I need to give my job the "it's not you, it's me" speech soon. I hate it. The glamor and allure have faded, leaving me upset and jaded. I've learned over the last month what my priorities really are, and writing is one of the tops. Blogging is in there, keeping up with agents, networking with other writers, going to conferences...in other words, doing what it'll take to at least begin my writing career. My goal since I was 8 has been to become a published author, and I live in an area where I have the avenues to do it. But since taking this job, I haven't had the time. Today, after reading Libba's fabulous response, I gave myself permission to be happy. I gave myself permission to quit my job and NOT feel bad about it.
My version of success is not like most other people's, I'm sure. I don't measure success by the things I own, how much money I make, or what my title is. I measure my success by whether or not I've achieved my goals. So far, I've had a successful life. And before I took this job, I was happy. A lot happier than I am now. I've been sitting on the same chapter for over a week now... If I'm ever going to get Taming the Ancients done, I kiiiinda need to be able to write it. My mom understands. My sister, however, does not.
She can't understand why I'm so dissatisfied. No matter how many times I try to explain that writing is the path I've chosen, she can't accept that I don't want to be just like her. She runs an office/company. She's happy working 12 hours a day. And that's great. I'm happy that she's happy. But I'm happy when I'm writing. When I'm accomplishing. Every chapter I finish makes me giddy. Every round of revisions I've completed thrills me to no end. Every step closer I come to achieving my ultimate dream makes me want it that much more. Because I now have the confidence in my talent that I've needed to drive me. And I'm not about to let this stupid job stand in my way, damnit!

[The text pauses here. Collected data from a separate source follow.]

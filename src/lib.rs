//! sse-source: 带自动重连的 SSE (Server-Sent Events) 流式事件客户端
//!
//! 本库提供:
//! - SSE 增量解析器：任意字节切分下产出一致的事件序列
//! - 连接生命周期管理：状态机 + 致命/可恢复错误分类
//! - 自动重连：Last-Event-ID 续传，服务端 `retry:` 指令控制节奏
//! - 恰好一次的终止回调交付
//!
//! # 快速开始
//!
//! ```rust,no_run
//! use sse_source::EventSource;
//!
//! # async fn example() {
//! let source = EventSource::new(
//!     "https://example.com/events",
//!     |event| println!("事件: {event:?}"),
//!     |error| match error {
//!         None => println!("连接已关闭"),
//!         Some(e) => eprintln!("错误: {e}"),
//!     },
//! );
//!
//! source.open().unwrap();
//! // ... source.close() 随时可从任意线程调用
//! # }
//! ```
//!
//! # 错误分类
//!
//! - HTTP 状态非 200 或 content-type 不符 → 致命，进入 `Failed`，不重连；
//! - 网络掉线（含响应头之前的失败）→ 可恢复，按重连策略自动重试，
//!   除非重试耗尽否则调用方不可见；
//! - 畸形的协议行 → 从来不是错误，按 SSE 规则宽容忽略。

mod connection;
mod dispatch;
mod error;
mod event;
mod parser;
mod retry;
mod source;

pub use error::EventSourceError;
pub use event::{ConnectionState, SseEvent};
pub use parser::{ParserItem, SseParser};
pub use retry::ReconnectPolicy;
pub use source::EventSource;
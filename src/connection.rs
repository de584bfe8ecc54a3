//! 连接管理：单次流式 HTTP 请求的生命周期与错误分类

use crate::error::EventSourceError;
use crate::parser::{ParserItem, SseParser};
use bytes::Bytes;
use futures_core::Stream;
use futures_util::StreamExt;
use reqwest::header::{HeaderMap, HeaderValue, ACCEPT, ACCEPT_ENCODING, CONTENT_TYPE};
use reqwest::{StatusCode, Url};
use std::pin::Pin;
use tracing::{debug, error, info, warn};

/// 连接尝试的错误分类：致命错误直接进入 `Failed`，可恢复错误交给重连策略
#[derive(Debug)]
pub(crate) enum AttemptError {
    /// HTTP 状态 / content-type 不符：不再重连
    Fatal(EventSourceError),
    /// 响应头之前的网络失败（DNS、拒连、超时）：按策略重连
    Recoverable(EventSourceError),
}

/// 一次活跃的流式连接：响应 body + 本次连接专属的解析器
///
/// 解析器随连接一起创建和销毁，跨 chunk 缓冲的未完成行
/// 不会泄漏到下一次尝试，不完整事件永远不会被交付。
pub(crate) struct Connection {
    body: Pin<Box<dyn Stream<Item = reqwest::Result<Bytes>> + Send>>,
    parser: SseParser,
}

/// 媒体类型是否为 `text/event-stream`（允许 `;` 之后的参数，忽略大小写）
///
/// 精确匹配媒体类型本体，`text/event-streamfoo` 之类不算。
fn is_event_stream(content_type: &str) -> bool {
    let mime = content_type.split(';').next().unwrap_or("").trim();
    mime.eq_ignore_ascii_case("text/event-stream")
}

impl Connection {
    /// 发起 GET 请求并校验响应
    ///
    /// 自动设置 `Accept: text/event-stream` 与 `Accept-Encoding: identity`
    /// （禁用压缩，避免中间链路 buffering 影响流式体验）；
    /// 已知 Last-Event-ID 时附带重连请求头。
    pub(crate) async fn open(
        http: &reqwest::Client,
        url: &Url,
        extra_headers: &HeaderMap,
        last_event_id: Option<&str>,
    ) -> Result<Self, AttemptError> {
        let mut headers = extra_headers.clone();
        headers.insert(ACCEPT, HeaderValue::from_static("text/event-stream"));
        headers.insert(ACCEPT_ENCODING, HeaderValue::from_static("identity"));
        if let Some(id) = last_event_id {
            match HeaderValue::from_str(id) {
                Ok(v) => {
                    debug!(url = %url, last_event_id = %id, "Setting Last-Event-ID header");
                    headers.insert("Last-Event-ID", v);
                }
                Err(_) => {
                    // 放不进 header 的 id（含控制字符等）跳过不发，保持宽容
                    warn!(url = %url, "Last-Event-ID not representable as a header value, skipping");
                }
            }
        }

        let resp = http
            .get(url.clone())
            .headers(headers)
            .send()
            .await
            .map_err(|e| {
                warn!(url = %url, error = %e, "HTTP request failed before response");
                AttemptError::Recoverable(EventSourceError::Network(e))
            })?;

        let status = resp.status();
        if status != StatusCode::OK {
            error!(url = %url, status = %status, "Unexpected HTTP status");
            return Err(AttemptError::Fatal(EventSourceError::HttpStatus(status)));
        }

        let content_type = resp
            .headers()
            .get(CONTENT_TYPE)
            .and_then(|v| v.to_str().ok())
            .map(|s| s.to_string());
        if content_type.as_deref().map(is_event_stream) != Some(true) {
            error!(url = %url, content_type = ?content_type, "Invalid content-type, expected text/event-stream");
            return Err(AttemptError::Fatal(EventSourceError::InvalidContentType(
                content_type,
            )));
        }

        info!(url = %url, "SSE connection established");

        Ok(Self {
            body: Box::pin(resp.bytes_stream()),
            parser: SseParser::new(),
        })
    }

    /// 读取下一个 chunk 并解析
    ///
    /// `None` 表示服务端正常结束流；`Err` 为中途的网络错误。
    /// 两者对上层都是可恢复的掉线。
    pub(crate) async fn next_items(
        &mut self,
    ) -> Option<Result<Vec<ParserItem>, EventSourceError>> {
        match self.body.next().await {
            None => None,
            Some(Ok(chunk)) => Some(Ok(self.parser.push(&chunk))),
            Some(Err(e)) => {
                warn!(error = %e, "Error reading SSE stream chunk");
                Some(Err(EventSourceError::Network(e)))
            }
        }
    }
}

See, here's the kicker. I should be THRILLED that I have this job. I'm actually pretty good at it. I have the opportunity to make 105,000/yr. I could solve all of my financial problems by keeping it and excelling at it. But I'm sacrificing what's most important to me. And I can't abide that. I can't sacrifice my family, my friends, my boyfriend, my writing. Just can't do it. It goes against my personality. The people in my life are too important to me. Make sense? I hope so. If not, that's okay. I'm giving myself permission to do what makes me happy. And y'all need to do that too.
I swear I had a better post than this in my mind... The entire point of this ramble and of Libba's blog post is that we need to give ourselves permission to be happy pursuing our goals and not trying to keep up with the Joneses or meet some sort of rat race requirement (yay alliteration!). We only get to live once. I'd rather look back on my life and know that I gave everything I had to achieve my goals than look back and wonder what would have happened if I'd been brave enough to try.
How about you guys? Have you made a decision family and/or friends found to be ridiculous?
2 comments:
Yep,they think I’m crazy all the time. In fact most of my family wouldn't even talk to me about the fact that I wrote a book. "Stupid Christine couldn't have written anything worthwhile." And now that it's out with two agents they seem to be coming around. My husband hasn't even read it and my mother said "what a nice little story"(I almost choked her). I love my family, I do. But they are all (with the exception of my author aunt) normal, straight and narrow people, with normal, straight and narrow ideas about life. For a long time I thought of myself as the black sheep. But now, after a long, long time I consider myself the neon pink sheep. The sheep that prances. The sheep that doesn't follow the norm and with no doubt, never will. And that’s ok, for me and now even them. It is hard to be different. One person’s standard of success is so different than another’s. So I'm proud to hear that I have another neon pink sheep friend out there. Life is too short to pretend to be anyone other than who you are!